• What is required: Find the string "references" in the data, then copy every line where it is found.

··········

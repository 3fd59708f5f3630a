use std::collections::HashSet;

use serde::Serialize;

use crate::model::{BoardConfig, OrderContext, Space, Task, TaskId};
use crate::ops::hierarchy::MAX_DEPTH;
use crate::store::Store;

/// Structured result from `tsp check`, suitable for --json output.
#[derive(Debug, Default, Serialize)]
pub struct CheckResult {
    pub valid: bool,
    pub errors: Vec<CheckError>,
    pub warnings: Vec<CheckWarning>,
}

/// A broken store invariant.
#[derive(Debug, Clone, PartialEq, Serialize)]
#[serde(tag = "type")]
pub enum CheckError {
    /// `ancestors` does not match the chain of parent links
    #[serde(rename = "broken_chain")]
    BrokenChain {
        task_id: String,
        expected: Vec<String>,
        actual: Vec<String>,
    },
    /// Nested deeper than the allowed three levels
    #[serde(rename = "too_deep")]
    TooDeep { task_id: String, depth: usize },
    /// A parent's `subtasks` differs from the tasks that name it as parent
    #[serde(rename = "subtask_mismatch")]
    SubtaskMismatch {
        parent_id: String,
        missing: Vec<String>,
        extra: Vec<String>,
    },
    /// A space's `task_order` differs from its non-archived roots
    #[serde(rename = "order_mismatch")]
    OrderMismatch {
        space_id: String,
        missing: Vec<String>,
        extra: Vec<String>,
    },
    /// The same id is listed twice in one context
    #[serde(rename = "duplicate_entry")]
    DuplicateEntry { context: String, task_id: String },
    /// A card sits above the space's high-water mark
    #[serde(rename = "z_index_above_max")]
    ZIndexAboveMax {
        space_id: String,
        task_id: String,
        z_index: u64,
        max_z_index: u64,
    },
    /// A task belongs to a space that does not exist
    #[serde(rename = "missing_space")]
    MissingSpace { task_id: String, space_id: String },
    /// A reference to a temporary id that is no longer awaiting confirmation
    #[serde(rename = "stale_temp_id")]
    StaleTempId { task_id: String, referenced_by: String },
}

/// A non-critical finding.
#[derive(Debug, Clone, PartialEq, Serialize)]
#[serde(tag = "type")]
pub enum CheckWarning {
    /// Z values have spread past the configured threshold
    #[serde(rename = "needs_normalize")]
    NeedsNormalize { space_id: String, max_z_index: u64 },
    /// More active tasks than the per-space cap allows
    #[serde(rename = "over_capacity")]
    OverCapacity {
        space_id: String,
        count: usize,
        limit: usize,
    },
    /// Archived task without an archive timestamp (never purged)
    #[serde(rename = "missing_archived_at")]
    MissingArchivedAt { task_id: String },
}

// ---------------------------------------------------------------------------
// Main check entry point
// ---------------------------------------------------------------------------

/// Validate a store and return structured results. Read-only.
///
/// Checks performed:
/// 1. Ancestor chains follow the parent links
/// 2. Nesting depth stays within bounds
/// 3. Parent `subtasks` lists match their children exactly
/// 4. Space `task_order` lists match their non-archived roots exactly
/// 5. No z-index above the space's `max_z_index`
/// 6. No stored reference to a temp id whose task is confirmed
pub fn check_store(store: &Store, config: &BoardConfig) -> CheckResult {
    let mut result = CheckResult::default();

    for task in store.tasks() {
        check_task(store, task, &mut result);
    }
    for space in store.spaces() {
        check_space(store, space, config, &mut result);
    }

    result.valid = result.errors.is_empty();
    result
}

// ---------------------------------------------------------------------------
// Per-task validation
// ---------------------------------------------------------------------------

fn check_task(store: &Store, task: &Task, result: &mut CheckResult) {
    let task_id = task.id.to_string();

    if store.space(&task.space_id).is_none() {
        result.errors.push(CheckError::MissingSpace {
            task_id: task_id.clone(),
            space_id: task.space_id.to_string(),
        });
    }

    let expected = parent_chain(store, task);
    if expected != task.ancestors {
        result.errors.push(CheckError::BrokenChain {
            task_id: task_id.clone(),
            expected: strings(&expected),
            actual: strings(&task.ancestors),
        });
    }
    if task.ancestors.len() > MAX_DEPTH {
        result.errors.push(CheckError::TooDeep {
            task_id: task_id.clone(),
            depth: task.ancestors.len(),
        });
    }

    // Children: exactly the tasks that name this one as parent
    let actual_children: Vec<TaskId> = store
        .tasks()
        .filter(|t| t.parent_task_id.as_ref() == Some(&task.id))
        .map(|t| t.id.clone())
        .collect();
    let (missing, extra) = set_diff(&actual_children, &task.subtasks);
    if !missing.is_empty() || !extra.is_empty() {
        result.errors.push(CheckError::SubtaskMismatch {
            parent_id: task_id.clone(),
            missing,
            extra,
        });
    }
    check_duplicates(&OrderContext::Parent(task.id.clone()), &task.subtasks, result);

    if task.is_archived && task.archived_at.is_none() {
        result.warnings.push(CheckWarning::MissingArchivedAt { task_id });
    }

    // Temp ids may only be referenced while their task is pending
    let references = task
        .parent_task_id
        .iter()
        .chain(task.ancestors.iter())
        .chain(task.subtasks.iter())
        .chain(std::iter::once(&task.id));
    for r in references {
        check_temp_reference(store, r, &task.id.to_string(), result);
    }
}

/// The ancestor chain implied by following parent links (root first)
fn parent_chain(store: &Store, task: &Task) -> Vec<TaskId> {
    let mut chain = Vec::new();
    let mut seen = HashSet::new();
    let mut cursor = task.parent_task_id.clone();
    while let Some(id) = cursor {
        if !seen.insert(id.clone()) {
            break;
        }
        cursor = store.task(&id).and_then(|t| t.parent_task_id.clone());
        chain.push(id);
    }
    chain.reverse();
    chain
}

fn check_temp_reference(store: &Store, id: &TaskId, owner: &str, result: &mut CheckResult) {
    if !id.is_temp() {
        return;
    }
    let pending = store.task(id).is_some_and(|t| t.is_unconfirmed);
    if !pending {
        result.errors.push(CheckError::StaleTempId {
            task_id: id.to_string(),
            referenced_by: owner.to_string(),
        });
    }
}

// ---------------------------------------------------------------------------
// Per-space validation
// ---------------------------------------------------------------------------

fn check_space(store: &Store, space: &Space, config: &BoardConfig, result: &mut CheckResult) {
    let space_id = space.id.to_string();

    let roots: Vec<TaskId> = store
        .tasks_in_space(&space.id)
        .filter(|t| t.is_root() && !t.is_archived)
        .map(|t| t.id.clone())
        .collect();
    let (missing, extra) = set_diff(&roots, &space.task_order);
    if !missing.is_empty() || !extra.is_empty() {
        result.errors.push(CheckError::OrderMismatch {
            space_id: space_id.clone(),
            missing,
            extra,
        });
    }
    check_duplicates(&OrderContext::Space(space.id.clone()), &space.task_order, result);
    for id in &space.task_order {
        check_temp_reference(store, id, &space_id, result);
    }

    for task in store.tasks_in_space(&space.id) {
        if task.z_index > space.max_z_index {
            result.errors.push(CheckError::ZIndexAboveMax {
                space_id: space_id.clone(),
                task_id: task.id.to_string(),
                z_index: task.z_index,
                max_z_index: space.max_z_index,
            });
        }
    }

    if space.max_z_index > config.canvas.normalize_threshold {
        result.warnings.push(CheckWarning::NeedsNormalize {
            space_id: space_id.clone(),
            max_z_index: space.max_z_index,
        });
    }
    let count = store.active_task_count(&space.id);
    let limit = config.limits.max_tasks_per_space;
    if count > limit {
        result.warnings.push(CheckWarning::OverCapacity {
            space_id,
            count,
            limit,
        });
    }
}

fn check_duplicates(ctx: &OrderContext, list: &[TaskId], result: &mut CheckResult) {
    let mut seen = HashSet::new();
    for id in list {
        if !seen.insert(id) {
            result.errors.push(CheckError::DuplicateEntry {
                context: ctx.to_string(),
                task_id: id.to_string(),
            });
        }
    }
}

/// (in `expected` but not `listed`, in `listed` but not `expected`)
fn set_diff(expected: &[TaskId], listed: &[TaskId]) -> (Vec<String>, Vec<String>) {
    let missing = expected
        .iter()
        .filter(|id| !listed.contains(id))
        .map(|id| id.to_string())
        .collect();
    let mut extra: Vec<String> = listed
        .iter()
        .filter(|id| !expected.contains(id))
        .map(|id| id.to_string())
        .collect();
    extra.dedup();
    (missing, extra)
}

fn strings(ids: &[TaskId]) -> Vec<String> {
    ids.iter().map(|id| id.to_string()).collect()
}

··········

• Answer to this problem:
    let references = task
    for r in references {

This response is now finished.